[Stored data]
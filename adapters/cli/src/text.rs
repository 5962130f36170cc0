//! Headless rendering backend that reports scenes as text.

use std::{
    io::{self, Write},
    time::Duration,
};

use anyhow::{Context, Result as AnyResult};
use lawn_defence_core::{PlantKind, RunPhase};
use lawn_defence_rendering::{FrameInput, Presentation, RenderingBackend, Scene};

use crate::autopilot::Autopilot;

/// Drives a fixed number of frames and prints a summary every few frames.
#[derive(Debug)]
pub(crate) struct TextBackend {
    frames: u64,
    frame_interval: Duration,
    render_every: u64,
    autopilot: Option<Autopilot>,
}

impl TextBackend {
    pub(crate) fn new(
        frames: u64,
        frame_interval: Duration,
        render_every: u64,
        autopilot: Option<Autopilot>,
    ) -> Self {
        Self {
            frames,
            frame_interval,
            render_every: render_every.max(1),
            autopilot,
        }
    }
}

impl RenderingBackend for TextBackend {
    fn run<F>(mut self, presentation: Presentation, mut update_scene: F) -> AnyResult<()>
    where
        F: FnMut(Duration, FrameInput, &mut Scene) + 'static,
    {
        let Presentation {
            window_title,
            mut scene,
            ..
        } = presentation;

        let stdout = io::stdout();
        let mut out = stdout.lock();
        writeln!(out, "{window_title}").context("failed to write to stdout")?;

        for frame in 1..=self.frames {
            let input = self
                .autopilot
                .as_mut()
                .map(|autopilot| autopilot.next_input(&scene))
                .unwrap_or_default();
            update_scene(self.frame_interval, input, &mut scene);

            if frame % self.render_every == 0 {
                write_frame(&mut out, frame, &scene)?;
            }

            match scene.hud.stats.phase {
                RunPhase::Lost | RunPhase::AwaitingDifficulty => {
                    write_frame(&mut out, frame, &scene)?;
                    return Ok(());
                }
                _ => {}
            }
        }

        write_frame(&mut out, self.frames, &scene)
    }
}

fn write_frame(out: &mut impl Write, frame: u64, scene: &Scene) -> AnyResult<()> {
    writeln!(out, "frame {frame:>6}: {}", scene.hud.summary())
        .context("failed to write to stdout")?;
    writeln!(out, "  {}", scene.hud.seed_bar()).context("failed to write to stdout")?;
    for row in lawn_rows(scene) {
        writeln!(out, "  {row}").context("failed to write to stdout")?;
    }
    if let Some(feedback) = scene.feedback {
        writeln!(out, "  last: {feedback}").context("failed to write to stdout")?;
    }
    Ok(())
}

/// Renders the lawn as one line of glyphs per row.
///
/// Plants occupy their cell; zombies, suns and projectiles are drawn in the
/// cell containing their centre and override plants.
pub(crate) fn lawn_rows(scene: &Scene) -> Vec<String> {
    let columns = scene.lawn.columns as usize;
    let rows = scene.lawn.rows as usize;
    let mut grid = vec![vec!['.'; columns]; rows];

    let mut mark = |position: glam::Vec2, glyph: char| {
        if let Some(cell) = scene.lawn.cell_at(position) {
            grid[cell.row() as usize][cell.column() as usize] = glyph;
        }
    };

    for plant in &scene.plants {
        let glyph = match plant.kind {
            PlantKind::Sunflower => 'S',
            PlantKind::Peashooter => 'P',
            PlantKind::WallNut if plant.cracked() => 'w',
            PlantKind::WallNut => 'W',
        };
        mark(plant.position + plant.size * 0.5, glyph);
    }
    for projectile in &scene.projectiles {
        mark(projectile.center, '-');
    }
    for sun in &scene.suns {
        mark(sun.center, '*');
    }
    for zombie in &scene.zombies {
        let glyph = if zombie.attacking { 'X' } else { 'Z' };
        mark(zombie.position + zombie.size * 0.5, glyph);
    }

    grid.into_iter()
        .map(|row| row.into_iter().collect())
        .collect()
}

...

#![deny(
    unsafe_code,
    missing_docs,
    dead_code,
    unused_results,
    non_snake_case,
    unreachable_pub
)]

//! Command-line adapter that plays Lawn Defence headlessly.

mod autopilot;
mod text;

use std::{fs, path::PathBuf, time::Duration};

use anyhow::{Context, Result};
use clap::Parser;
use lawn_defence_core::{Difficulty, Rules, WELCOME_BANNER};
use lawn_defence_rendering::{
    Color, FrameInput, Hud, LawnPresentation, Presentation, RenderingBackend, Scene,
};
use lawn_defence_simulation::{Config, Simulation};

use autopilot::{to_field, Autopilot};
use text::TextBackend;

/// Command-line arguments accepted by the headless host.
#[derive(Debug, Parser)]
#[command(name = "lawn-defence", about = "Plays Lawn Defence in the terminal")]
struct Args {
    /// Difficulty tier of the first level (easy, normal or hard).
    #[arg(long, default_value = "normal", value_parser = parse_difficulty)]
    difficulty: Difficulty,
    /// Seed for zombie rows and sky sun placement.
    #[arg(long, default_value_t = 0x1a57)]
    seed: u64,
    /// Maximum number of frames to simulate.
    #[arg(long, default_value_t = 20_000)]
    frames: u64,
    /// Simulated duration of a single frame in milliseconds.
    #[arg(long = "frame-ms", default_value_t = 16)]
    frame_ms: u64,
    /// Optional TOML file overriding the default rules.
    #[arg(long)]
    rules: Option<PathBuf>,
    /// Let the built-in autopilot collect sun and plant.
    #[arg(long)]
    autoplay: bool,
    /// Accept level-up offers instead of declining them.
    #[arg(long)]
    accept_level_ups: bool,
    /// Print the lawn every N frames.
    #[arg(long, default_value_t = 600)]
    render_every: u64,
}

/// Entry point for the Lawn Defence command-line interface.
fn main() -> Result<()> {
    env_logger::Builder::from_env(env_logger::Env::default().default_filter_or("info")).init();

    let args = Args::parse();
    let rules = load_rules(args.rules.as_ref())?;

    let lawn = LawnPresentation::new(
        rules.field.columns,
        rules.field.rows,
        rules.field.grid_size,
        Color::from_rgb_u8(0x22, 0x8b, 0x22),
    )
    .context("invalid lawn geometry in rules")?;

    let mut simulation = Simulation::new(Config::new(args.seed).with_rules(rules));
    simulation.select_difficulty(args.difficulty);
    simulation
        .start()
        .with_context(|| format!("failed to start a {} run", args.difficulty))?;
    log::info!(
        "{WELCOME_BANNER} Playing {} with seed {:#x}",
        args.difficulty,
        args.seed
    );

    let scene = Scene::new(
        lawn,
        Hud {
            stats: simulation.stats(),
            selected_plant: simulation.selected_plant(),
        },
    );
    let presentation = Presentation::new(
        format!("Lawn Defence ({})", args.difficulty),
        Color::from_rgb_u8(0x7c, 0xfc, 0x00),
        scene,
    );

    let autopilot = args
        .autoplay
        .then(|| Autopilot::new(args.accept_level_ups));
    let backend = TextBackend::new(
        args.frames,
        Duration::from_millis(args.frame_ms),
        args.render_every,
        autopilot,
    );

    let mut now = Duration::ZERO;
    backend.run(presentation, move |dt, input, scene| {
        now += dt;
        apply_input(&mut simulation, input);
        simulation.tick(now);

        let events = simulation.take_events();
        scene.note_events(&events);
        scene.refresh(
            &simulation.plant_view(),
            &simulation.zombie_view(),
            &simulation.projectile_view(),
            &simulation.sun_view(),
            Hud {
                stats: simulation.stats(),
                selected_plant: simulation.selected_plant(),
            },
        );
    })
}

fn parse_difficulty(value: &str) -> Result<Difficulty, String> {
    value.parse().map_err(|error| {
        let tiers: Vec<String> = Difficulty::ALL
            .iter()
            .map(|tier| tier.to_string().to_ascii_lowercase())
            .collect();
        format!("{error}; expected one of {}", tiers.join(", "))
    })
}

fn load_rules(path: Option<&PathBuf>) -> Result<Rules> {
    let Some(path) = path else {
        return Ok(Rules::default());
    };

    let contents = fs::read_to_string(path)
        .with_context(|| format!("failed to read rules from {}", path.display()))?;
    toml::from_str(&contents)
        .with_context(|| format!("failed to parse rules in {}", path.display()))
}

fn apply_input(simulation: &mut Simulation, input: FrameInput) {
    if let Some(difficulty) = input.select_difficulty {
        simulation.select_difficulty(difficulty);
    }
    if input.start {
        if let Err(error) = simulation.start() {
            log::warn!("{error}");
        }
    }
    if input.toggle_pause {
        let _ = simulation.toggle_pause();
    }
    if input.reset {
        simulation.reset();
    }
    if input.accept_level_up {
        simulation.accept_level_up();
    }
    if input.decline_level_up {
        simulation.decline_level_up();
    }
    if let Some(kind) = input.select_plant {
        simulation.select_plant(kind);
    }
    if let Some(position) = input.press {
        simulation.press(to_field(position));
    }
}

◆ WORK REQUIRED
An exact copy of the lines above, from the one containing "#[derive(Debug, Parser)]" through the one containing "frames to simulate.", is the whole of the answer.

◆ THE ANSWER
#[derive(Debug, Parser)]
#[command(name = "lawn-defence", about = "Plays Lawn Defence in the terminal")]
struct Args {
    /// Difficulty tier of the first level (easy, normal or hard).
    #[arg(long, default_value = "normal", value_parser = parse_difficulty)]
    difficulty: Difficulty,
    /// Seed for zombie rows and sky sun placement.
    #[arg(long, default_value_t = 0x1a57)]
    seed: u64,
    /// Maximum number of frames to simulate.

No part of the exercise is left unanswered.